## GOAL OF THE EXERCISE
Every line of the listing must be repeated in the answer without alteration.

## MATERIAL PROVIDED
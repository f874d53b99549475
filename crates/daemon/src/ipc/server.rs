//! IPC Server for handling CLI connections via Unix Domain Sockets.
//!
//! The server listens on a Unix socket and accepts connections from CLI clients,
//! allowing them to send commands and receive responses.

use std::io;
use std::path::{Path, PathBuf};

use tokio::io::{AsyncBufReadExt, AsyncWriteExt, BufReader};
use tokio::net::{UnixListener, UnixStream};
use tokio_util::sync::CancellationToken;

use super::messages::{IpcRequest, IpcResponse};

/// A server that listens for IPC connections on a Unix Domain Socket.
pub struct IpcServer {
    listener: UnixListener,
    path: PathBuf,
}

impl IpcServer {
    /// Bind the server to the specified socket path.
    ///
    /// This will create the socket file and any necessary parent directories.
    /// If a socket file already exists at the path, it will be removed first.
    /// The socket file is removed again when the server is dropped.
    ///
    /// # Errors
    ///
    /// Returns an error if:
    /// - The parent directories cannot be created
    /// - The existing socket cannot be removed
    /// - The socket cannot be bound
    pub async fn bind(path: &Path) -> Result<Self, io::Error> {
        if let Some(parent) = path.parent() {
            if !parent.exists() {
                std::fs::create_dir_all(parent)?;
                restrict_directory(parent)?;
            }
        }

        if path.exists() {
            std::fs::remove_file(path)?;
        }

        let listener = UnixListener::bind(path)?;

        Ok(Self {
            listener,
            path: path.to_path_buf(),
        })
    }

    /// Path of the socket file.
    pub fn path(&self) -> &Path {
        &self.path
    }

    /// Accept a new incoming connection.
    pub async fn accept(&self) -> Result<IpcConnection, io::Error> {
        let (stream, _addr) = self.listener.accept().await?;
        Ok(IpcConnection::new(stream))
    }

    /// Answer requests with `handler` until `shutdown` is cancelled.
    ///
    /// Each client connection is served on its own task and may send any
    /// number of requests.
    pub async fn serve<F>(self, shutdown: CancellationToken, handler: F)
    where
        F: Fn(IpcRequest) -> IpcResponse + Clone + Send + 'static,
    {
        loop {
            tokio::select! {
                _ = shutdown.cancelled() => break,
                accepted = self.accept() => match accepted {
                    Ok(mut conn) => {
                        let handler = handler.clone();
                        tokio::spawn(async move {
                            loop {
                                let request = match conn.read_request().await {
                                    Ok(Some(request)) => request,
                                    Ok(None) => break,
                                    Err(IpcError::Json(e)) => {
                                        let message = format!("invalid request: {e}");
                                        let reply = IpcResponse::Error { message };
                                        if conn.send_response(&reply).await.is_err() {
                                            break;
                                        }
                                        continue;
                                    }
                                    Err(e) => {
                                        tracing::debug!("IPC read failed: {}", e);
                                        break;
                                    }
                                };
                                tracing::debug!(request = ?request, "IPC request");
                                let response = handler(request);
                                if let Err(e) = conn.send_response(&response).await {
                                    tracing::debug!("IPC write failed: {}", e);
                                    break;
                                }
                            }
                        });
                    }
                    Err(e) => {
                        tracing::warn!("Failed to accept IPC connection: {}", e);
                    }
                },
            }
        }
        tracing::debug!(path = %self.path.display(), "IPC server stopped");
    }
}

impl Drop for IpcServer {
    fn drop(&mut self) {
        let _ = std::fs::remove_file(&self.path);
    }
}

fn restrict_directory(path: &Path) -> io::Result<()> {
    use std::os::unix::fs::PermissionsExt;
    std::fs::set_permissions(path, std::fs::Permissions::from_mode(0o700))
}

/// A connection to an IPC client.
///
/// This struct wraps a Unix stream and provides methods for reading
/// requests and sending responses using JSON newline-delimited protocol.
pub struct IpcConnection {
    reader: BufReader<tokio::io::ReadHalf<UnixStream>>,
    writer: tokio::io::WriteHalf<UnixStream>,
}

impl IpcConnection {
    fn new(stream: UnixStream) -> Self {
        let (read_half, write_half) = tokio::io::split(stream);
        Self {
            reader: BufReader::new(read_half),
            writer: write_half,
        }
    }

    /// Read the next request from the client.
    ///
    /// Returns `None` if the client has disconnected.
    pub async fn read_request(&mut self) -> Result<Option<IpcRequest>, IpcError> {
        let mut line = String::new();
        let bytes_read = self.reader.read_line(&mut line).await?;

        if bytes_read == 0 {
            return Ok(None);
        }

        let request = serde_json::from_str(line.trim())?;
        Ok(Some(request))
    }

    /// Send a response to the client.
    pub async fn send_response(&mut self, response: &IpcResponse) -> Result<(), IpcError> {
        let mut json = serde_json::to_string(response)?;
        json.push('\n');

        self.writer.write_all(json.as_bytes()).await?;
        self.writer.flush().await?;

        Ok(())
    }
}

/// Errors that can occur during IPC communication.
#[derive(Debug, thiserror::Error)]
pub enum IpcError {
    /// An I/O error occurred.
    #[error("I/O error: {0}")]
    Io(#[from] io::Error),

    /// A JSON serialization/deserialization error occurred.
    #[error("JSON error: {0}")]
    Json(#[from] serde_json::Error),

    /// Nothing answers on the control socket.
    #[error("daemon is not running (cannot connect to {}): {}", .path.display(), .source)]
    Unavailable {
        /// Socket that was dialled.
        path: PathBuf,
        /// Connect failure.
        source: io::Error,
    },

    /// The daemon did not reply in time.
    #[error("no reply from daemon within {0:?}")]
    Timeout(std::time::Duration),

    /// The daemon answered with an error.
    #[error("{0}")]
    Daemon(String),

    /// The reply does not match the request.
    #[error("unexpected reply from daemon: {0}")]
    UnexpectedResponse(String),
}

## RESULT OF THIS EXERCISE
repository f874d53b99549475
filename crates/daemon/src/ipc/server.rs
//! IPC Server for handling CLI connections via Unix Domain Sockets.
//!
//! The server listens on a Unix socket and accepts connections from CLI clients,
//! allowing them to send commands and receive responses.

use std::io;
use std::path::{Path, PathBuf};

use tokio::io::{AsyncBufReadExt, AsyncWriteExt, BufReader};
use tokio::net::{UnixListener, UnixStream};
use tokio_util::sync::CancellationToken;

use super::messages::{IpcRequest, IpcResponse};

/// A server that listens for IPC connections on a Unix Domain Socket.
pub struct IpcServer {
    listener: UnixListener,
    path: PathBuf,
}

impl IpcServer {
    /// Bind the server to the specified socket path.
    ///
    /// This will create the socket file and any necessary parent directories.
    /// If a socket file already exists at the path, it will be removed first.
    /// The socket file is removed again when the server is dropped.
    ///
    /// # Errors
    ///
    /// Returns an error if:
    /// - The parent directories cannot be created
    /// - The existing socket cannot be removed
    /// - The socket cannot be bound
    pub async fn bind(path: &Path) -> Result<Self, io::Error> {
        if let Some(parent) = path.parent() {
            if !parent.exists() {
                std::fs::create_dir_all(parent)?;
                restrict_directory(parent)?;
            }
        }

        if path.exists() {
            std::fs::remove_file(path)?;
        }

        let listener = UnixListener::bind(path)?;

        Ok(Self {
            listener,
            path: path.to_path_buf(),
        })
    }

    /// Path of the socket file.
    pub fn path(&self) -> &Path {
        &self.path
    }

    /// Accept a new incoming connection.
    pub async fn accept(&self) -> Result<IpcConnection, io::Error> {
        let (stream, _addr) = self.listener.accept().await?;
        Ok(IpcConnection::new(stream))
    }

    /// Answer requests with `handler` until `shutdown` is cancelled.
    ///
    /// Each client connection is served on its own task and may send any
    /// number of requests.
    pub async fn serve<F>(self, shutdown: CancellationToken, handler: F)
    where
        F: Fn(IpcRequest) -> IpcResponse + Clone + Send + 'static,
    {
        loop {
            tokio::select! {
                _ = shutdown.cancelled() => break,
                accepted = self.accept() => match accepted {
                    Ok(mut conn) => {
                        let handler = handler.clone();
                        tokio::spawn(async move {
                            loop {
                                let request = match conn.read_request().await {
                                    Ok(Some(request)) => request,
                                    Ok(None) => break,
                                    Err(IpcError::Json(e)) => {
                                        let message = format!("invalid request: {e}");
                                        let reply = IpcResponse::Error { message };
                                        if conn.send_response(&reply).await.is_err() {
                                            break;
                                        }
                                        continue;
                                    }
                                    Err(e) => {
                                        tracing::debug!("IPC read failed: {}", e);
                                        break;
                                    }
                                };
                                tracing::debug!(request = ?request, "IPC request");
                                let response = handler(request);
                                if let Err(e) = conn.send_response(&response).await {
                                    tracing::debug!("IPC write failed: {}", e);
                                    break;
                                }
                            }
                        });
                    }
                    Err(e) => {
                        tracing::warn!("Failed to accept IPC connection: {}", e);
                    }
                },
            }
        }
        tracing::debug!(path = %self.path.display(), "IPC server stopped");
    }
}

impl Drop for IpcServer {
    fn drop(&mut self) {
        let _ = std::fs::remove_file(&self.path);
    }
}

fn restrict_directory(path: &Path) -> io::Result<()> {
    use std::os::unix::fs::PermissionsExt;
    std::fs::set_permissions(path, std::fs::Permissions::from_mode(0o700))
}

/// A connection to an IPC client.
///
/// This struct wraps a Unix stream and provides methods for reading
/// requests and sending responses using JSON newline-delimited protocol.
pub struct IpcConnection {
    reader: BufReader<tokio::io::ReadHalf<UnixStream>>,
    writer: tokio::io::WriteHalf<UnixStream>,
}

impl IpcConnection {
    fn new(stream: UnixStream) -> Self {
        let (read_half, write_half) = tokio::io::split(stream);
        Self {
            reader: BufReader::new(read_half),
            writer: write_half,
        }
    }

    /// Read the next request from the client.
    ///
    /// Returns `None` if the client has disconnected.
    pub async fn read_request(&mut self) -> Result<Option<IpcRequest>, IpcError> {
        let mut line = String::new();
        let bytes_read = self.reader.read_line(&mut line).await?;

        if bytes_read == 0 {
            return Ok(None);
        }

        let request = serde_json::from_str(line.trim())?;
        Ok(Some(request))
    }

    /// Send a response to the client.
    pub async fn send_response(&mut self, response: &IpcResponse) -> Result<(), IpcError> {
        let mut json = serde_json::to_string(response)?;
        json.push('\n');

        self.writer.write_all(json.as_bytes()).await?;
        self.writer.flush().await?;

        Ok(())
    }
}

/// Errors that can occur during IPC communication.
#[derive(Debug, thiserror::Error)]
pub enum IpcError {
    /// An I/O error occurred.
    #[error("I/O error: {0}")]
    Io(#[from] io::Error),

    /// A JSON serialization/deserialization error occurred.
    #[error("JSON error: {0}")]
    Json(#[from] serde_json::Error),

    /// Nothing answers on the control socket.
    #[error("daemon is not running (cannot connect to {}): {}", .path.display(), .source)]
    Unavailable {
        /// Socket that was dialled.
        path: PathBuf,
        /// Connect failure.
        source: io::Error,
    },

    /// The daemon did not reply in time.
    #[error("no reply from daemon within {0:?}")]
    Timeout(std::time::Duration),

    /// The daemon answered with an error.
    #[error("{0}")]
    Daemon(String),

    /// The reply does not match the request.
    #[error("unexpected reply from daemon: {0}")]
    UnexpectedResponse(String),
}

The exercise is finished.